Task brief - Print out the entries below with no edits.

------------------------------------------------

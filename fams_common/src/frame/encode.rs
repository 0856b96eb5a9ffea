//! Frame encoder.

use super::layout::{ElementKind, Layout};
use super::text::write_slot;
use super::{Category, FrameError};
use crate::consts::FRAME_FORMAT_VERSION;

/// Borrowed contents of one section handed to [`encode`].
#[derive(Debug, Clone, Copy)]
pub enum SectionData<'a> {
    /// `f64` elements.
    F64(&'a [f64]),
    /// `i32` elements.
    I32(&'a [i32]),
    /// Text elements, written into fixed-width slots.
    Text(&'a [String]),
}

impl SectionData<'_> {
    /// Element count.
    pub fn len(&self) -> usize {
        match self {
            Self::F64(v) => v.len(),
            Self::I32(v) => v.len(),
            Self::Text(v) => v.len(),
        }
    }

    /// True when the section carries no elements.
    pub fn is_empty(&self) -> bool {
        self.len() == 0
    }

    fn matches(&self, kind: ElementKind) -> bool {
        matches!(
            (self, kind),
            (Self::F64(_), ElementKind::F64)
                | (Self::I32(_), ElementKind::I32)
                | (Self::Text(_), ElementKind::Text(_))
        )
    }
}

fn check_layout(layout: &Layout, sections: &[SectionData<'_>]) -> Result<(), FrameError> {
    if sections.len() != layout.sections.len() {
        return Err(FrameError::LayoutMismatch {
            category: layout.category,
            reason: format!(
                "{} sections given, {} declared",
                sections.len(),
                layout.sections.len()
            ),
        });
    }
    for (spec, data) in layout.sections.iter().zip(sections) {
        if !data.matches(spec.kind) {
            return Err(FrameError::LayoutMismatch {
                category: layout.category,
                reason: format!("section '{}' expects {:?}", spec.name, spec.kind),
            });
        }
    }
    Ok(())
}

/// Exact encoded length of a frame carrying `sections`.
pub fn encoded_len(layout: &Layout, sections: &[SectionData<'_>]) -> usize {
    layout.header_len()
        + layout
            .sections
            .iter()
            .zip(sections)
            .map(|(spec, data)| data.len() * spec.kind.width())
            .sum::<usize>()
}

/// Encode `sections` as a frame of `category`.
///
/// The buffer is allocated once at its final size. Each section's offset and
/// count go into the header in declared order, then the elements are packed
/// behind the header in the same order. Empty sections record offset 0.
///
/// # Errors
///
/// - [`FrameError::LayoutMismatch`] if `sections` do not follow the category layout
/// - [`FrameError::TooLarge`] if the frame exceeds 32-bit offsets
pub fn encode(category: Category, sections: &[SectionData<'_>]) -> Result<Vec<u8>, FrameError> {
    let layout = category.layout();
    check_layout(layout, sections)?;

    let total = encoded_len(layout, sections);
    if u32::try_from(total).is_err() {
        return Err(FrameError::TooLarge { len: total });
    }

    let mut buf = Vec::with_capacity(total);
    buf.push(category.tag());
    buf.push(FRAME_FORMAT_VERSION);
    buf.extend_from_slice(&[0, 0]);

    let mut offset = layout.header_len();
    for (spec, data) in layout.sections.iter().zip(sections) {
        let count = data.len();
        let recorded = if count == 0 { 0 } else { offset };
        buf.extend_from_slice(&(recorded as u32).to_le_bytes());
        buf.extend_from_slice(&(count as u32).to_le_bytes());
        offset += count * spec.kind.width();
    }

    for (spec, data) in layout.sections.iter().zip(sections) {
        match data {
            SectionData::F64(values) => {
                for value in values.iter() {
                    buf.extend_from_slice(&value.to_le_bytes());
                }
            }
            SectionData::I32(values) => {
                for value in values.iter() {
                    buf.extend_from_slice(&value.to_le_bytes());
                }
            }
            SectionData::Text(values) => {
                for value in values.iter() {
                    write_slot(&mut buf, value, spec.kind.width());
                }
            }
        }
    }

    debug_assert_eq!(buf.len(), total);
    Ok(buf)
}

#[cfg(test)]
mod tests {
    use super::*;
    use crate::consts::{FRAME_PREAMBLE_LEN, TIME_SLOT_LEN};

    #[test]
    fn test_encode_nitrification_layout() {
        let times = vec!["2024-05-01 10:00:00".to_string(), "2024-05-01 10:01:00".to_string()];
        let temps = [18.5, 18.75];
        let bytes = encode(
            Category::Nitrification,
            &[SectionData::Text(&times), SectionData::F64(&temps)],
        )
        .unwrap();

        let header = FRAME_PREAMBLE_LEN + 2 * 8;
        assert_eq!(bytes.len(), header + 2 * TIME_SLOT_LEN + 2 * 8);
        assert_eq!(bytes[0], Category::Nitrification.tag());
        assert_eq!(bytes[1], FRAME_FORMAT_VERSION);

        let offset0 = u32::from_le_bytes(bytes[4..8].try_into().unwrap()) as usize;
        let count0 = u32::from_le_bytes(bytes[8..12].try_into().unwrap());
        let offset1 = u32::from_le_bytes(bytes[12..16].try_into().unwrap()) as usize;
        assert_eq!(offset0, header);
        assert_eq!(count0, 2);
        assert_eq!(offset1, header + 2 * TIME_SLOT_LEN);
        assert_eq!(
            f64::from_le_bytes(bytes[offset1..offset1 + 8].try_into().unwrap()),
            18.5
        );
    }

    #[test]
    fn test_empty_section_records_zero_offset() {
        let times: Vec<String> = Vec::new();
        let bytes = encode(
            Category::Nitrification,
            &[SectionData::Text(&times), SectionData::F64(&[])],
        )
        .unwrap();
        assert_eq!(bytes.len(), FRAME_PREAMBLE_LEN + 16);
        assert!(bytes[4..].iter().all(|&b| b == 0));
    }

    #[test]
    fn test_layout_mismatch_is_rejected() {
        let result = encode(Category::Nitrification, &[SectionData::F64(&[1.0])]);
        assert!(matches!(result, Err(FrameError::LayoutMismatch { .. })));

        let result = encode(
            Category::Nitrification,
            &[SectionData::F64(&[1.0]), SectionData::F64(&[1.0])],
        );
        assert!(matches!(result, Err(FrameError::LayoutMismatch { .. })));
    }
}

------------------------------------------------

Written solution -
filename fams_common/src/frame/encode.rs
repository 0856b96eb5a9ffea
//! Frame encoder.

use super::layout::{ElementKind, Layout};
use super::text::write_slot;
use super::{Category, FrameError};
use crate::consts::FRAME_FORMAT_VERSION;

/// Borrowed contents of one section handed to [`encode`].
#[derive(Debug, Clone, Copy)]
pub enum SectionData<'a> {
    /// `f64` elements.
    F64(&'a [f64]),
    /// `i32` elements.
    I32(&'a [i32]),
    /// Text elements, written into fixed-width slots.
    Text(&'a [String]),
}

impl SectionData<'_> {
    /// Element count.
    pub fn len(&self) -> usize {
        match self {
            Self::F64(v) => v.len(),
            Self::I32(v) => v.len(),
            Self::Text(v) => v.len(),
        }
    }

    /// True when the section carries no elements.
    pub fn is_empty(&self) -> bool {
        self.len() == 0
    }

    fn matches(&self, kind: ElementKind) -> bool {
        matches!(
            (self, kind),
            (Self::F64(_), ElementKind::F64)
                | (Self::I32(_), ElementKind::I32)
                | (Self::Text(_), ElementKind::Text(_))
        )
    }
}

fn check_layout(layout: &Layout, sections: &[SectionData<'_>]) -> Result<(), FrameError> {
    if sections.len() != layout.sections.len() {
        return Err(FrameError::LayoutMismatch {
            category: layout.category,
            reason: format!(
                "{} sections given, {} declared",
                sections.len(),
                layout.sections.len()
            ),
        });
    }
    for (spec, data) in layout.sections.iter().zip(sections) {
        if !data.matches(spec.kind) {
            return Err(FrameError::LayoutMismatch {
                category: layout.category,
                reason: format!("section '{}' expects {:?}", spec.name, spec.kind),
            });
        }
    }
    Ok(())
}

/// Exact encoded length of a frame carrying `sections`.
pub fn encoded_len(layout: &Layout, sections: &[SectionData<'_>]) -> usize {
    layout.header_len()
        + layout
            .sections
            .iter()
            .zip(sections)
            .map(|(spec, data)| data.len() * spec.kind.width())
            .sum::<usize>()
}

/// Encode `sections` as a frame of `category`.
///
/// The buffer is allocated once at its final size. Each section's offset and
/// count go into the header in declared order, then the elements are packed
/// behind the header in the same order. Empty sections record offset 0.
///
/// # Errors
///
/// - [`FrameError::LayoutMismatch`] if `sections` do not follow the category layout
/// - [`FrameError::TooLarge`] if the frame exceeds 32-bit offsets
pub fn encode(category: Category, sections: &[SectionData<'_>]) -> Result<Vec<u8>, FrameError> {
    let layout = category.layout();
    check_layout(layout, sections)?;

    let total = encoded_len(layout, sections);
    if u32::try_from(total).is_err() {
        return Err(FrameError::TooLarge { len: total });
    }

    let mut buf = Vec::with_capacity(total);
    buf.push(category.tag());
    buf.push(FRAME_FORMAT_VERSION);
    buf.extend_from_slice(&[0, 0]);

    let mut offset = layout.header_len();
    for (spec, data) in layout.sections.iter().zip(sections) {
        let count = data.len();
        let recorded = if count == 0 { 0 } else { offset };
        buf.extend_from_slice(&(recorded as u32).to_le_bytes());
        buf.extend_from_slice(&(count as u32).to_le_bytes());
        offset += count * spec.kind.width();
    }

    for (spec, data) in layout.sections.iter().zip(sections) {
        match data {
            SectionData::F64(values) => {
                for value in values.iter() {
                    buf.extend_from_slice(&value.to_le_bytes());
                }
            }
            SectionData::I32(values) => {
                for value in values.iter() {
                    buf.extend_from_slice(&value.to_le_bytes());
                }
            }
            SectionData::Text(values) => {
                for value in values.iter() {
                    write_slot(&mut buf, value, spec.kind.width());
                }
            }
        }
    }

    debug_assert_eq!(buf.len(), total);
    Ok(buf)
}

#[cfg(test)]
mod tests {
    use super::*;
    use crate::consts::{FRAME_PREAMBLE_LEN, TIME_SLOT_LEN};

    #[test]
    fn test_encode_nitrification_layout() {
        let times = vec!["2024-05-01 10:00:00".to_string(), "2024-05-01 10:01:00".to_string()];
        let temps = [18.5, 18.75];
        let bytes = encode(
            Category::Nitrification,
            &[SectionData::Text(&times), SectionData::F64(&temps)],
        )
        .unwrap();

        let header = FRAME_PREAMBLE_LEN + 2 * 8;
        assert_eq!(bytes.len(), header + 2 * TIME_SLOT_LEN + 2 * 8);
        assert_eq!(bytes[0], Category::Nitrification.tag());
        assert_eq!(bytes[1], FRAME_FORMAT_VERSION);

        let offset0 = u32::from_le_bytes(bytes[4..8].try_into().unwrap()) as usize;
        let count0 = u32::from_le_bytes(bytes[8..12].try_into().unwrap());
        let offset1 = u32::from_le_bytes(bytes[12..16].try_into().unwrap()) as usize;
        assert_eq!(offset0, header);
        assert_eq!(count0, 2);
        assert_eq!(offset1, header + 2 * TIME_SLOT_LEN);
        assert_eq!(
            f64::from_le_bytes(bytes[offset1..offset1 + 8].try_into().unwrap()),
            18.5
        );
    }

    #[test]
    fn test_empty_section_records_zero_offset() {
        let times: Vec<String> = Vec::new();
        let bytes = encode(
            Category::Nitrification,
            &[SectionData::Text(&times), SectionData::F64(&[])],
        )
        .unwrap();
        assert_eq!(bytes.len(), FRAME_PREAMBLE_LEN + 16);
        assert!(bytes[4..].iter().all(|&b| b == 0));
    }

    #[test]
    fn test_layout_mismatch_is_rejected() {
        let result = encode(Category::Nitrification, &[SectionData::F64(&[1.0])]);
        assert!(matches!(result, Err(FrameError::LayoutMismatch { .. })));

        let result = encode(
            Category::Nitrification,
            &[SectionData::F64(&[1.0]), SectionData::F64(&[1.0])],
        );
        assert!(matches!(result, Err(FrameError::LayoutMismatch { .. })));
    }
}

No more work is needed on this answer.